(WORK ITEM): Wherever the word "skew" shows up in the data, report the line it sits in.

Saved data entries
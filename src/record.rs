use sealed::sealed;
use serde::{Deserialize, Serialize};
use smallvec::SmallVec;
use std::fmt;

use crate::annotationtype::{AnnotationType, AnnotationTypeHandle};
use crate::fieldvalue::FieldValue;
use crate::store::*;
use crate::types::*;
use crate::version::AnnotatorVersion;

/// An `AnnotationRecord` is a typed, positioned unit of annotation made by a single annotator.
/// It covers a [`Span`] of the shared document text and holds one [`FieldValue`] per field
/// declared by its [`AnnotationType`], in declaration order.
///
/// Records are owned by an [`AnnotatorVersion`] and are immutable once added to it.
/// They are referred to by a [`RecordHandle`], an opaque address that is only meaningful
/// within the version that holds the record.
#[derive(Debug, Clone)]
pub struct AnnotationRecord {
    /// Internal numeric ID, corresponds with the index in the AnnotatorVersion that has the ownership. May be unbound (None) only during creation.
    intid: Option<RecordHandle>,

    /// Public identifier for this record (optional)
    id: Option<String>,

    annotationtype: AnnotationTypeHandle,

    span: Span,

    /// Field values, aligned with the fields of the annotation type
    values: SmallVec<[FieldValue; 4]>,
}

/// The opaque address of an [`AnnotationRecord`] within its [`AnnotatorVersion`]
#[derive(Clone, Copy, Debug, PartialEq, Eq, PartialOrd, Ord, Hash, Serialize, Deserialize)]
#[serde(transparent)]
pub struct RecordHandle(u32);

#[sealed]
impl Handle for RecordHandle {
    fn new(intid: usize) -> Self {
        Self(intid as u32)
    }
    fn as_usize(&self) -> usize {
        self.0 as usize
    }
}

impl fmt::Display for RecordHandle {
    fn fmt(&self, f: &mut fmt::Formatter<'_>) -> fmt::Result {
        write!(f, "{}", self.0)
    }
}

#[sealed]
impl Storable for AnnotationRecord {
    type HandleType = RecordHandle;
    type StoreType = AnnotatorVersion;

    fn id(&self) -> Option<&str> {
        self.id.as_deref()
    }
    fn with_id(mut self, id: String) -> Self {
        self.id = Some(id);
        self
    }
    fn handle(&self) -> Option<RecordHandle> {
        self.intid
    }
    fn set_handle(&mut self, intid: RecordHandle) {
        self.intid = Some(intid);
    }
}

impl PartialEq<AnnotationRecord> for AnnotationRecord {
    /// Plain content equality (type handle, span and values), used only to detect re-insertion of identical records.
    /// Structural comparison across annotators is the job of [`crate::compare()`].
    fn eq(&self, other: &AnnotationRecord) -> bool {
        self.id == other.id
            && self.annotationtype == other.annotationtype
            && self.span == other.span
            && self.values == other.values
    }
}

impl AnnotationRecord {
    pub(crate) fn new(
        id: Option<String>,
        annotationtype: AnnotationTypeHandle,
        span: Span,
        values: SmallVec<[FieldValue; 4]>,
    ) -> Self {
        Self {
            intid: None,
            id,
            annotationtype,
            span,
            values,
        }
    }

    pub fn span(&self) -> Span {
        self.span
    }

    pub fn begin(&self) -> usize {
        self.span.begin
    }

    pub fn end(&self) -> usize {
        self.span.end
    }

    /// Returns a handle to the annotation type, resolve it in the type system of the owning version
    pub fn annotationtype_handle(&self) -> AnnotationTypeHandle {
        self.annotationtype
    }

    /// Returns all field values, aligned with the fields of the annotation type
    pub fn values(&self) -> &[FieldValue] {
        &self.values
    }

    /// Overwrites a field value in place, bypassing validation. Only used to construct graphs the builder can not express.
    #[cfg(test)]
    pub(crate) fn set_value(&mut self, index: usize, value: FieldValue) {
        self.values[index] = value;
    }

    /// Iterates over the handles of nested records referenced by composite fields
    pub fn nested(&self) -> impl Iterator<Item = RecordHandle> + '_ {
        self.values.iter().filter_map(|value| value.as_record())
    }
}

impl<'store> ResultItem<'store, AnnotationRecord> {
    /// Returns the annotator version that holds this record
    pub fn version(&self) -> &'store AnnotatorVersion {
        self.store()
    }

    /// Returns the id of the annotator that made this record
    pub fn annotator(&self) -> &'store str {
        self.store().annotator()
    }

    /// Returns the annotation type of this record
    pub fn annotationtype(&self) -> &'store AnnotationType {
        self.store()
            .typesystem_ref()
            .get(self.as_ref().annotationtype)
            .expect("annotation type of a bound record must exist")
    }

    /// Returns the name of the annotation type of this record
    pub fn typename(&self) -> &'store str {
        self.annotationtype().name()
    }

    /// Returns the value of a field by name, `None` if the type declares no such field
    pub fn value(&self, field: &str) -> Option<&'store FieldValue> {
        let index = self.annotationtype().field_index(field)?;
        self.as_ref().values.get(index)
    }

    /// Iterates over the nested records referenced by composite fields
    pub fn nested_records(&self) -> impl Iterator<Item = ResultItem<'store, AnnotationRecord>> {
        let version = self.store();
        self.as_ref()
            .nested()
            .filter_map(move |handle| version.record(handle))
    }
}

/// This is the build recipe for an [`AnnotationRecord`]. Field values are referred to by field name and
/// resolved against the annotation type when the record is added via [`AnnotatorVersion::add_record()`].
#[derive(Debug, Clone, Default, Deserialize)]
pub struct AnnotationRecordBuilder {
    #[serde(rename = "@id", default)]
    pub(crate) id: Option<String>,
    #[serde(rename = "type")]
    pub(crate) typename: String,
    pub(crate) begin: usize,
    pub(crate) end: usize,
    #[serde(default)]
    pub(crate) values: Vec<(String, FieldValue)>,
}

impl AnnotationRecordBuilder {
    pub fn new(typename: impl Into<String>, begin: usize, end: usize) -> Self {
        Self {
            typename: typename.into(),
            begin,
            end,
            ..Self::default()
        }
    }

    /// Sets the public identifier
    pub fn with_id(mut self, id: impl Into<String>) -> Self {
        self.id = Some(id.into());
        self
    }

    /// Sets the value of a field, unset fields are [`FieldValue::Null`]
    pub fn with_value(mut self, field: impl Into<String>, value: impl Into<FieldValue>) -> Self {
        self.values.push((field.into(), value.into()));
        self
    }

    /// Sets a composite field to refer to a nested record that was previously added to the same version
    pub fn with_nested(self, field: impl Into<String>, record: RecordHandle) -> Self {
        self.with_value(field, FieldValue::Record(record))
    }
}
--
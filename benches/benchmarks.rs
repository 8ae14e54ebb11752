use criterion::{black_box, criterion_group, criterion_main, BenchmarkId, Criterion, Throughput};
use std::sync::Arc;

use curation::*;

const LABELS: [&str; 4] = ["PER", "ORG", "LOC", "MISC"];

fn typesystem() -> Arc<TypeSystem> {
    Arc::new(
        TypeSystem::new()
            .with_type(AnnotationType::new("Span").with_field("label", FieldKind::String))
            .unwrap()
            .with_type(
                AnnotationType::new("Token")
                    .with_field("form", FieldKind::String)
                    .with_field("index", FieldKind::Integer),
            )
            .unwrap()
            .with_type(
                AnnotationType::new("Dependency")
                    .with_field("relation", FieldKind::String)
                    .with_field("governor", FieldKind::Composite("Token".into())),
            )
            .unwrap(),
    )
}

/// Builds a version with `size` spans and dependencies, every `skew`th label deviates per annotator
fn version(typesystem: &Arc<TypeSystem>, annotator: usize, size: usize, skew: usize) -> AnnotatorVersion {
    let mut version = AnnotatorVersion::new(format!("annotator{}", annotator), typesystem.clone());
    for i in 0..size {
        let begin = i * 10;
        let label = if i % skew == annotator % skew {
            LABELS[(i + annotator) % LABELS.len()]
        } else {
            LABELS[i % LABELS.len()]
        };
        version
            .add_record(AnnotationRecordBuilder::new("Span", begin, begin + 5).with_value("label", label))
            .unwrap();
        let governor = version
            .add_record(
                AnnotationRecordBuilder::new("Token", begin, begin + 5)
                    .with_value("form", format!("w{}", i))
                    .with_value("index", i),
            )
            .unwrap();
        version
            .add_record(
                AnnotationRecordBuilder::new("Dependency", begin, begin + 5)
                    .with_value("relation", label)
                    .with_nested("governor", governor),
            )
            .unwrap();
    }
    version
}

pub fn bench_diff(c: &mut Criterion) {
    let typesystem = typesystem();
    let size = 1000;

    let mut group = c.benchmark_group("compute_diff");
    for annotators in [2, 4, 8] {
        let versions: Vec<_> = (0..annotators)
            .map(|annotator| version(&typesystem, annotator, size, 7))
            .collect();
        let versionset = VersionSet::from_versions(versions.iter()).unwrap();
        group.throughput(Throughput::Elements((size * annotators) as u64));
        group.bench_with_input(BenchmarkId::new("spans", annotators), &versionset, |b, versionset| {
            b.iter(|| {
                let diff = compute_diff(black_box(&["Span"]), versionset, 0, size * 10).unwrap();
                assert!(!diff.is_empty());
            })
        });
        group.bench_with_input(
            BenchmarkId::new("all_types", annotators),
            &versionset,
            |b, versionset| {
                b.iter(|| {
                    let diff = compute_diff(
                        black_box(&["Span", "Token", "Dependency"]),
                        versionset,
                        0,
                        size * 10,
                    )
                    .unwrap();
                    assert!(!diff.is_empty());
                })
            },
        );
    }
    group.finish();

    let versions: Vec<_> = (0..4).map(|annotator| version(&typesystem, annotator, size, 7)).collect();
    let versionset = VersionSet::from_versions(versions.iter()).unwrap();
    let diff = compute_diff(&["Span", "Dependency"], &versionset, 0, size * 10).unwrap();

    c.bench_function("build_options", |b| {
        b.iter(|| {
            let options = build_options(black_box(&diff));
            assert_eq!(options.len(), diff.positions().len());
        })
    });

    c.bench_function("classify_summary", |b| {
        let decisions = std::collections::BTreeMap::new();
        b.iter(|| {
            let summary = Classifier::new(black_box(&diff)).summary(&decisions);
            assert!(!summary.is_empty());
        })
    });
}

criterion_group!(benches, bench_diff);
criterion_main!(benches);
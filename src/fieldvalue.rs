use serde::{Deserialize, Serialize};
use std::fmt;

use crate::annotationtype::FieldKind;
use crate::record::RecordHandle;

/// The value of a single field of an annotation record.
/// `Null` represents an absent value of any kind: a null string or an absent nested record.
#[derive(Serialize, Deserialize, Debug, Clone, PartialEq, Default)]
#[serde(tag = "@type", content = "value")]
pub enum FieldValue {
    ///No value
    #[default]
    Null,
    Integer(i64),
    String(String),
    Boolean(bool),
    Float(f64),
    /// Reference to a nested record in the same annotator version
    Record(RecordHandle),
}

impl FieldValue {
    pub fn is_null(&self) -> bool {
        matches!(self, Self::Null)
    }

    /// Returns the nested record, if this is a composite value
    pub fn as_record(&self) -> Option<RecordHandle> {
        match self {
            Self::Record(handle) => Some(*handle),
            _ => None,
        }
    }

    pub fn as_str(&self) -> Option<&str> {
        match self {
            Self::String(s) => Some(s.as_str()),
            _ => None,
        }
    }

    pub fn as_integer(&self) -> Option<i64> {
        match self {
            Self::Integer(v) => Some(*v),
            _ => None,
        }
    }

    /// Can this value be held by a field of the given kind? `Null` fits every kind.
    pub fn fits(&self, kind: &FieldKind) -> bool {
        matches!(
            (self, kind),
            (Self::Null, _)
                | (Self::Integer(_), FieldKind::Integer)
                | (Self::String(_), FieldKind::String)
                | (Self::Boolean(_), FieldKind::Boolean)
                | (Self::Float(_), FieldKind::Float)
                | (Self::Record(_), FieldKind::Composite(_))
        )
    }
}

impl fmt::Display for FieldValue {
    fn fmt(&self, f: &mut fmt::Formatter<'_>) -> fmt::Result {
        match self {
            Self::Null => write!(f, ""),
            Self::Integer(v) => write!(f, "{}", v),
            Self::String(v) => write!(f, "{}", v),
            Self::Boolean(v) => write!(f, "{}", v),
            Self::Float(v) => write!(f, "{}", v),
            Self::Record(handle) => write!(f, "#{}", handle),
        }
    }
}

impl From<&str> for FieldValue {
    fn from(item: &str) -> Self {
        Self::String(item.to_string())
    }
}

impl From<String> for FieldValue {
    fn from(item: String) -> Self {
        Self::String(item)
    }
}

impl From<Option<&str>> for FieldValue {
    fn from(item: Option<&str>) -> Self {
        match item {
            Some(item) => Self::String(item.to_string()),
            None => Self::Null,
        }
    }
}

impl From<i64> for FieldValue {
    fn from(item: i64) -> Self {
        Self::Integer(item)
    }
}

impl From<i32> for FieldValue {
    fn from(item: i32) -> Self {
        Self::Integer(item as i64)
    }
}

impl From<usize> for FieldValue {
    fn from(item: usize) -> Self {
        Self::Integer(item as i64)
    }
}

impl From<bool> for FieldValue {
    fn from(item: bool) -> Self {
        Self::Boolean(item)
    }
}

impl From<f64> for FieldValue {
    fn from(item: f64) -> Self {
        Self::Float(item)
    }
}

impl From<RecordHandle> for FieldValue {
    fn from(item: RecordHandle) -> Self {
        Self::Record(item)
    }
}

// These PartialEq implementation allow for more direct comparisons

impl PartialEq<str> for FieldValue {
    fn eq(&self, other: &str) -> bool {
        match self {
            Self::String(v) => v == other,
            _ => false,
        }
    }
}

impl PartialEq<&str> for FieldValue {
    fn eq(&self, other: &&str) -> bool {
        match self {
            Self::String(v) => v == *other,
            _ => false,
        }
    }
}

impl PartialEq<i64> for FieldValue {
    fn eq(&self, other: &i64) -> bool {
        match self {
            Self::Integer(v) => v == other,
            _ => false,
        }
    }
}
==
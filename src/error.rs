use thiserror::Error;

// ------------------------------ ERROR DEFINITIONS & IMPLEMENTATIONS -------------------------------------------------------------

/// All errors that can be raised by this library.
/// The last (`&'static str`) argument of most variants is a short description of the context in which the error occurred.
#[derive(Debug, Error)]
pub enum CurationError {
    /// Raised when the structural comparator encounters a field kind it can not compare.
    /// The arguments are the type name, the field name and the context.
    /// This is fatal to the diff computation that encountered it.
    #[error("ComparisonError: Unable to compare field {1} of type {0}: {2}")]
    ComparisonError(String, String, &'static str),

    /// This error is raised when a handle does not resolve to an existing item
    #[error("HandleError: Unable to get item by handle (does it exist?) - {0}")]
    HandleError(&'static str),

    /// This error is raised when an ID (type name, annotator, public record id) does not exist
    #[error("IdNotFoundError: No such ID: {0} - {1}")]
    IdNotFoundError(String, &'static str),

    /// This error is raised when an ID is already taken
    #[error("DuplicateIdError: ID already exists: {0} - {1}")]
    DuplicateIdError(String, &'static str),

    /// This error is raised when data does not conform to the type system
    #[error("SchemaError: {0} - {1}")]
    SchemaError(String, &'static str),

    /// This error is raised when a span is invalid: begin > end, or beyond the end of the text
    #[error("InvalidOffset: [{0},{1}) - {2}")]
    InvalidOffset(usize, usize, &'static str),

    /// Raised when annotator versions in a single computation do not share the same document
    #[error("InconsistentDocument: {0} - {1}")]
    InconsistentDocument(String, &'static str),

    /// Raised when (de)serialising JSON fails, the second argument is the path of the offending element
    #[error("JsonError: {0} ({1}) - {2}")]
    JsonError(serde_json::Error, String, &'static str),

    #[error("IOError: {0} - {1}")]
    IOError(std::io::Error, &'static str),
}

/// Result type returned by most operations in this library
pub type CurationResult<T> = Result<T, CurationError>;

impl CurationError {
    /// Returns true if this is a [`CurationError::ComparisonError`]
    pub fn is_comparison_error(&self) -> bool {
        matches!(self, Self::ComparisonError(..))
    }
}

(RESPONSE):
/// Builds a version with `size` spans and dependencies, every `skew`th label deviates per annotator
fn version(typesystem: &Arc<TypeSystem>, annotator: usize, size: usize, skew: usize) -> AnnotatorVersion {
        let label = if i % skew == annotator % skew {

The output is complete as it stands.